Her Campus Logo Her Campus Logo
This article is written by a student writer from the Her Campus at Susqu chapter.

What comes to mind when you think of high school? Waking up super early for a class that starts at 7:30 AM? The bus? Yes, that yellow bus with no air conditioning that was quiet in the morning and raging with screams after school. The window seat was the best part, being able to lean your head on that glass window. How about the bells that signal you when to leave for the next class? And the teacher that tells you that they get to tell you when to leave, not the bell? We then transition to the busy hallways where you either see your best friends or perhaps the people you want to avoid. There are many more memories, but even though it was a crazy part of our lives, there is some nostalgia to it.

Back in ninth grade, I took AP Lit (AP English Literature and Composition). At the time, my teacher made it a super fun class with the little projects he assigned us. For the start of the Hamlet unit, we had a little challenge presented to us. Before our winter break, my teacher gave us all a page-long monologue from different Shakespeare plays. Mine was Volumnia’s speech from Coriolanus. Our assignment was to memorize those lines and after winter break, we would compete as a class for who could present it the best. I practiced rigorously and I still know some words here and there. At the time, I was super nervous because I made it to the final round. I believed that I was horrible at acting, but surprisingly, the majority of the class voted for me (and I never voted for myself). Each winner was presented this ultimate belt and their name would be on a certificate on the wall. Additionally, as a winner, it meant I would be coming back to my high school a year later to present the belt to that year’s winner.

During my university’s winter break, I went back to high school for a few hours. As my dad drove me and my younger sister to high school at 7:15 AM, I looked back at the place I spent four years at. It was exciting. Because I was active in various clubs in the past, I met many people whom I was hoping to see again. I was excited for what I would walk into. How much change could possibly happen in a few months? While walking into the check-in machine, I was beckoned by the secretary.

“Hi, are you a visitor?” she inquired.

“Yes…” I answered with a bit of caution. In the back of my mind, I really hoped that this was not because she thought I looked like a high schooler. Even in high school, I was also thought of as an underclassman a couple of times even though I was a senior.
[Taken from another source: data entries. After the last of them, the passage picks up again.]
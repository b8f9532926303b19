pub mod countdown;
pub mod formatter;

pub use self::countdown::{format_countdown, minutes_from_millis};
pub use self::formatter::{EnglishStyle, TimeFormatter};

use crate::Result;

// 下面是基于默认格式器（本地时区 + 系统时钟）的便捷函数，
// 供不需要注入时钟/时区的调用方直接使用

/// 以默认模板渲染当前时间
pub fn format_now() -> String {
    TimeFormatter::new().format_now()
}

/// 以指定模板渲染当前时间，模板非法时记录日志并返回空串
pub fn format_now_with(pattern: &str) -> String {
    TimeFormatter::new().format_now_with(pattern)
}

/// 以默认模板渲染给定时间戳
pub fn format_epoch(epoch_ms: i64) -> Result<String> {
    TimeFormatter::new().format_epoch(epoch_ms)
}

/// 以指定模板渲染给定时间戳，模板非法时返回错误
pub fn format_epoch_with(epoch_ms: i64, pattern: &str) -> Result<String> {
    TimeFormatter::new().format_epoch_with(epoch_ms, pattern)
}

/// 按模板解析时间文本为毫秒时间戳，失败返回 0
pub fn parse_epoch(pattern: &str, text: &str) -> i64 {
    TimeFormatter::new().parse_epoch(pattern, text)
}

/// 按默认模板解析时间文本为毫秒时间戳，失败返回 0
pub fn parse_epoch_default(text: &str) -> i64 {
    TimeFormatter::new().parse_epoch_default(text)
}

/// "yyyy-MM-dd HH:mm:ss" 文本转 "yyyy/MM/dd"
pub fn reformat_datetime(text: &str) -> String {
    TimeFormatter::new().reformat_datetime(text)
}

/// "yyyy-MM-dd" 文本转 "yyyy/MM/dd"
pub fn reformat_date(text: &str) -> String {
    TimeFormatter::new().reformat_date(text)
}

/// "HH:mm:ss" 文本转 "yyyy/MM/dd"（日期部分落在纪元日）
pub fn reformat_time(text: &str) -> String {
    TimeFormatter::new().reformat_time(text)
}

/// 以英文 12 小时制渲染给定时间戳
pub fn format_english(epoch_ms: i64, style: EnglishStyle) -> String {
    TimeFormatter::new().format_english(epoch_ms, style)
}

#[cfg(test)]
mod tests {
    use super::*;

    #[test]
    fn test_default_formatter_renders_now() {
        // 本地时区 + 系统时钟，只能验证形状
        let s = format_now();
        assert_eq!(s.len(), "2024-06-04 15:30:00".len());
    }

    #[test]
    fn test_default_parse_failure_sentinel() {
        assert_eq!(parse_epoch_default("not a valid date"), 0);
        assert_eq!(parse_epoch("%Y-%m-%d", "not a valid date"), 0);
    }
}
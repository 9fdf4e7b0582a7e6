use std::fmt;
use std::str::FromStr;

use serde::{Deserialize, Serialize};

use crate::cancel::CancelToken;
use crate::error::{Result, SearchError};
use crate::path::Path;

/// A single found path and the work it took.
#[derive(Debug, Clone, PartialEq, Eq)]
pub struct SearchOutcome {
    pub path: Path,
    /// Elements dequeued (BFS/BDS) or builder calls made (DFS). Zero for
    /// base elements and cache hits.
    pub nodes_visited: usize,
}

impl SearchOutcome {
    pub(crate) fn empty() -> Self {
        Self {
            path: Vec::new(),
            nodes_visited: 0,
        }
    }
}

/// The search strategy behind a single-path search.
#[derive(Debug, Clone, Copy, PartialEq, Eq, Hash, Serialize, Deserialize)]
#[serde(rename_all = "lowercase")]
pub enum Algorithm {
    Bfs,
    Dfs,
    Bds,
}

impl fmt::Display for Algorithm {
    fn fmt(&self, f: &mut fmt::Formatter<'_>) -> fmt::Result {
        f.write_str(match self {
            Algorithm::Bfs => "bfs",
            Algorithm::Dfs => "dfs",
            Algorithm::Bds => "bds",
        })
    }
}

impl FromStr for Algorithm {
    type Err = SearchError;

    fn from_str(s: &str) -> Result<Self> {
        match s.to_ascii_lowercase().as_str() {
            "bfs" => Ok(Algorithm::Bfs),
            "dfs" => Ok(Algorithm::Dfs),
            "bds" => Ok(Algorithm::Bds),
            other => Err(SearchError::InvalidRequest(format!(
                "unknown algorithm '{other}' (expected bfs, dfs or bds)"
            ))),
        }
    }
}

/// Capability shared by the three single-path strategies. The multi-path
/// orchestrator is generic over it.
///
/// Variant 0 is the canonical deterministic search. Higher variants bias
/// the search toward a different final recipe so that concurrent workers
/// tend to find distinct solutions.
pub trait SinglePathFinder: Sync {
    fn algorithm(&self) -> Algorithm;

    fn find_variant(&self, target: &str, variant: usize, cancel: &CancelToken)
        -> Result<SearchOutcome>;

    /// Number of meaningfully different variants for `target`.
    fn variant_count(&self, target: &str) -> usize;

    /// True when variant `v` past `variant_count` repeats an earlier one,
    /// so retrying it cannot produce anything new.
    fn variants_repeat(&self) -> bool {
        false
    }

    fn find_path(&self, target: &str) -> Result<SearchOutcome> {
        self.find_variant(target, 0, &CancelToken::new())
    }
}
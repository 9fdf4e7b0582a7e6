//! Small hand-made recipe relations shared by the unit tests.

use crate::graph::{Recipe, RecipeGraph, BASE_ELEMENTS};

pub(crate) fn r(ingredient1: &str, ingredient2: &str, result: &str) -> Recipe {
    Recipe::new(ingredient1, ingredient2, result)
}

/// Mud = Water+Earth, Steam = Water+Fire, Lava = Earth+Fire, Stone = Lava+Water.
pub(crate) fn elemental_recipes() -> Vec<Recipe> {
    vec![
        r("Water", "Earth", "Mud"),
        r("Water", "Fire", "Steam"),
        r("Earth", "Fire", "Lava"),
        r("Lava", "Water", "Stone"),
    ]
}

pub(crate) fn elemental() -> RecipeGraph {
    RecipeGraph::build(elemental_recipes())
}

/// A relation where `Golem` has three distinct producers and some
/// intermediates have alternatives of their own.
pub(crate) fn branching_recipes() -> Vec<Recipe> {
    let mut recipes = elemental_recipes();
    recipes.extend([
        r("Air", "Fire", "Energy"),
        r("Air", "Water", "Rain"),
        r("Air", "Earth", "Dust"),
        r("Rain", "Earth", "Plant"),
        r("Mud", "Fire", "Brick"),
        r("Stone", "Fire", "Metal"),
        r("Energy", "Stone", "Metal"),
        r("Mud", "Energy", "Golem"),
        r("Stone", "Plant", "Golem"),
        r("Brick", "Dust", "Golem"),
    ]);
    recipes
}

pub(crate) fn branching() -> RecipeGraph {
    RecipeGraph::build(branching_recipes())
}

/// Elements that only produce each other: neither is creatable.
pub(crate) fn cyclic_recipes() -> Vec<Recipe> {
    let mut recipes = elemental_recipes();
    recipes.extend([
        r("Egg", "Fire", "Chicken"),
        r("Chicken", "Water", "Egg"),
        r("Egg", "Mud", "Nest"),
    ]);
    recipes
}

pub(crate) fn cyclic() -> RecipeGraph {
    RecipeGraph::build(cyclic_recipes())
}

/// Dense generated relation: element `E{i}` has six producers whose
/// ingredients are base elements or elements with a smaller index.
pub(crate) fn bushy(element_count: usize) -> RecipeGraph {
    let mut state: u64 = 67890;
    let mut next = |max: usize| {
        state = state.wrapping_mul(6364136223846793005).wrapping_add(1);
        ((state >> 33) % max as u64) as usize
    };
    let mut recipes = Vec::with_capacity(element_count * 6);
    for i in 0..element_count {
        for _ in 0..6 {
            let [a, b] = [next(i + BASE_ELEMENTS.len()), next(i + BASE_ELEMENTS.len())].map(|choice| {
                if choice < BASE_ELEMENTS.len() {
                    BASE_ELEMENTS[choice].to_string()
                } else {
                    format!("E{}", choice - BASE_ELEMENTS.len())
                }
            });
            recipes.push(Recipe::new(a, b, format!("E{i}")));
        }
    }
    RecipeGraph::build(recipes)
}
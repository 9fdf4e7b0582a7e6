//! Typed search errors.
//!
//! Every public search operation returns `Result<_, SearchError>`. A target
//! that cannot be reached is an ordinary `NotFound`, never a panic.

use thiserror::Error;

#[derive(Debug, Clone, PartialEq, Eq, Error)]
pub enum SearchError {
    /// A search was requested before the recipe graph was built.
    #[error("recipe graph not initialized: call build_graph() first")]
    GraphNotInitialized,

    /// The frontier or recursion was exhausted without producing the target.
    #[error("no path to element '{target}' found ({nodes_visited} nodes visited)")]
    NotFound { target: String, nodes_visited: usize },

    /// Rejected before any search started.
    #[error("invalid request: {0}")]
    InvalidRequest(String),

    /// Merged recipes could not be ordered into a valid path. Indicates a
    /// data or algorithm defect rather than an unreachable target.
    #[error("inconsistent reconstruction for '{target}': {detail}")]
    InconsistentReconstruction { target: String, detail: String },

    /// The search observed its cancellation token.
    #[error("search cancelled")]
    Cancelled,

    #[error("invalid configuration: {0}")]
    InvalidConfig(String),
}

impl SearchError {
    pub(crate) fn not_found(target: &str, nodes_visited: usize) -> Self {
        Self::NotFound {
            target: target.to_string(),
            nodes_visited,
        }
    }

    /// Work performed before the failure, when the search got that far.
    pub fn nodes_visited(&self) -> usize {
        match self {
            Self::NotFound { nodes_visited, .. } => *nodes_visited,
            _ => 0,
        }
    }

    pub fn is_not_found(&self) -> bool {
        matches!(self, Self::NotFound { .. })
    }
}

pub type Result<T> = std::result::Result<T, SearchError>;
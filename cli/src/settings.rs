//! Search configuration from an optional TOML file plus command-line
//! overrides. Keys match [`SearchConfig`] field names; missing keys take
//! their defaults.

use std::path::Path;

use recipe_path_core::SearchConfig;

use crate::error::CliError;

pub fn load_config(path: Option<&Path>) -> Result<SearchConfig, CliError> {
    let Some(path) = path else {
        return Ok(SearchConfig::default());
    };
    let raw = std::fs::read_to_string(path).map_err(|source| CliError::Io {
        path: path.to_path_buf(),
        source,
    })?;
    let config = toml::from_str(&raw).map_err(|source| CliError::Config {
        path: path.to_path_buf(),
        source,
    })?;
    tracing::debug!(path = %path.display(), ?config, "search config loaded");
    Ok(config)
}

/// Flags win over file values.
pub fn apply_overrides(mut config: SearchConfig, workers: Option<usize>, no_cache: bool) -> SearchConfig {
    if let Some(workers) = workers {
        config.max_workers = workers;
    }
    if no_cache {
        config.bfs_cache = false;
    }
    config
}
“Oh, I thought you were a student,” she laughed. Yup, there it was. She must have noticed how much I was cringing because she added, “That is a good thing.”

Despite that whole conversation, she was not wrong. Without even trying, I could blend in with the students. The only thing separating me from them was the name tag on my shirt and the diploma back home. There was a different feeling. The last time I was here was six months ago for graduation, yet I had a different status. I am no longer a high schooler.

I eventually met with my teacher and headed to his classroom. It was bizarre to be sitting in a high school classroom. It was not the classroom that felt different. I have classrooms set up rather similarly in college. It was a classroom with people I hardly know. I made the mistake of sitting right front and center. I recognized a few, but there was only one person who I was friends with. The structure of a high school threw me off even though for years, that was my life. I did the Pledge of Allegiance and sat through announcements. Then, I watched each student go up and had nostalgia from when I performed with my former AP Lit classmates. In the end, I coincidentally passed on the belt to someone who had the exact monologue as me. Despite my low confidence in my performance, I believe I exceeded this student’s acting. You have to get the emotions right.

Afterwards, I walked off to one of my favorite classrooms: the media production room. I missed the atmosphere of being in that class at seven in the morning with my headphones on, editing another video. It was amazing to get to see how much the room has changed since I was there. As the person who restarted the television show, I had much more energy than some of the students in the class. As the class was starting and my former Media Productions teacher was speaking, I really saw how much this class needed to adapt. Social media was much more important and somehow this class has the option of making a TikTok for a project. I felt like I was in the wrong class. (There was also a moment where I hid under a desk to hide from my little sister who should have been in her class, but we will ignore that. And another moment where I went to the school’s library and had conversations with multiple teachers.)

High school is a weird place for me now. I just do not fit in anymore, but that is a good thing. When we are younger, we quickly outgrew shoes. The same thing applies elsewhere. We outgrow places and the people around us in our own ways. But that still counts as growth. As I am walking out of the school and slipping off to the nearby public library, I hear a car honking. I ignore it, but when it honks again, I turn around and see my ninth grade English teacher waving in his car. I laugh and acknowledge that I made it farther than I could have imagined back on orientation day for high school. I made a lot of memories here, and I was finally able to let go my attachments towards this place. It is evolving as the years go by just like me.

Jena Lui

Susqu '23

To go on an adventure means to set off into a new environment and to take it all in, keeping what is important to you.